デスリカからハシゴしてくる酔っ払いも、最初からお粥と仁さんのカクテル目当てにくる客も、最早見慣れた顔ぶりが並ぶ店内はシックなバーというよりも、どちらかと言えば居酒屋に近い。
けれどそんなカシストにも噂を聞いた女性や男性も多く訪れるようになった。居酒屋ほどうるさくなく、バーよりも静かではないこの空気に好き嫌いは別れるが、多くは笑顔を浮かべているのでこちらとしても安心だ。
「仁さん、クリスマスっつーか二十五日って貸切できますか? 身内でクリスマスパーティーやりたいんですけど」
「はぁ? 貸切ぃ?」
大学生であろう常連の一人が仁さんに声をかける。その内容に仁さんは顔をしかめて「貸切なんてしねーよ。来たきゃ勝手に来い」とつれない返事だ。
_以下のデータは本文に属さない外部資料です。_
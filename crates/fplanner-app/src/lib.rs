// Application layer: the connected session, the orchestrator event loop and
// the message types exchanged with the terminal UI.

pub mod app;
pub mod protocol;
pub mod session;

#[cfg(test)]
pub(crate) mod testing;
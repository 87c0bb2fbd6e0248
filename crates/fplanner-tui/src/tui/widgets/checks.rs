// Checks widget: squad rule violations of the projected squad, followed by
// availability flags for every squad player who is not fully fit.

use ratatui::layout::Rect;
use ratatui::style::{Color, Modifier, Style};
use ratatui::text::{Line, Span};
use ratatui::widgets::{Block, Borders, Paragraph, Wrap};
use ratatui::Frame;

use fplanner_core::analytics::{availability_alerts, Severity};

use crate::tui::ViewState;

/// Render the checks panel into the given area.
pub fn render(frame: &mut Frame, area: Rect, state: &ViewState) {
    let lines = build_lines(state);
    let paragraph = Paragraph::new(lines)
        .block(Block::default().borders(Borders::ALL).title("Checks"))
        .wrap(Wrap { trim: true });
    frame.render_widget(paragraph, area);
}

pub fn severity_color(severity: Option<Severity>) -> Color {
    match severity {
        Some(Severity::Red) => Color::Red,
        Some(Severity::Orange) => Color::LightRed,
        Some(Severity::Yellow) => Color::Yellow,
        None => Color::Green,
    }
}

fn build_lines(state: &ViewState) -> Vec<Line<'static>> {
    let snapshot = &state.snapshot;
    let (Some(squad), Some(bootstrap)) = (&snapshot.squad, snapshot.bootstrap.as_deref()) else {
        return vec![Line::from(Span::styled(
            " Nothing to check yet",
            Style::default().fg(Color::DarkGray),
        ))];
    };

    let mut lines = Vec::new();
    if snapshot.validation.is_empty() {
        lines.push(Line::from(Span::styled(
            " ✓ Squad is valid",
            Style::default().fg(Color::Green),
        )));
    } else {
        for error in &snapshot.validation {
            lines.push(Line::from(Span::styled(
                format!(" ✗ {error}"),
                Style::default().fg(Color::Red).add_modifier(Modifier::BOLD),
            )));
        }
    }

    let alerts = availability_alerts(squad, bootstrap);
    lines.push(Line::from(""));
    if alerts.is_empty() {
        lines.push(Line::from(Span::styled(
            " All players available",
            Style::default().fg(Color::Green),
        )));
    }
    for (player, availability) in alerts {
        let color = severity_color(availability.severity());
        let mut spans = vec![
            Span::styled(
                format!(" {:<12}", player.web_name),
                Style::default().fg(Color::White),
            ),
            Span::styled(availability.label(), Style::default().fg(color)),
        ];
        if !player.news.is_empty() {
            spans.push(Span::styled(
                format!(" {}", player.news),
                Style::default().fg(Color::Gray),
            ));
        }
        lines.push(Line::from(spans));
    }
    lines
}

// ---------------------------------------------------------------------------
// Tests
// ---------------------------------------------------------------------------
けれど不特定多数の客を迎え入れたいのだろうなぁと思い、俺は下手に口出さずにいたが、常連である彼は口を尖らせ「じゃあ席の予約くらいさせてくださいよー」と諦めきれないようだ。
「貸切なんてはじめて頼まれたぞ」
「え? そうなんですか?」
「おー、だからちょっとビビった」
「えぇ!?」
結局は長テーブルの席を四席ほど予約する、という形で決着をつけたあと、仁さんの言葉に俺が驚く。あの仁さんがビビるとか、むしろそっちに俺がビビる。
「なんだよトラ、俺がビビっちゃ可笑しいか?」
「え!? や、ははは、あはははは」
「てめー顔に書いてんだよ」
「あいてっ」
俺がカシストで働きつづけたいと願ってから、仁さんは以前よりも砕けた態度で接してくれるようになった。帰りには会計処理の手伝いもお願いされて、たまに学校帰りには買い出しもさせてもらえる。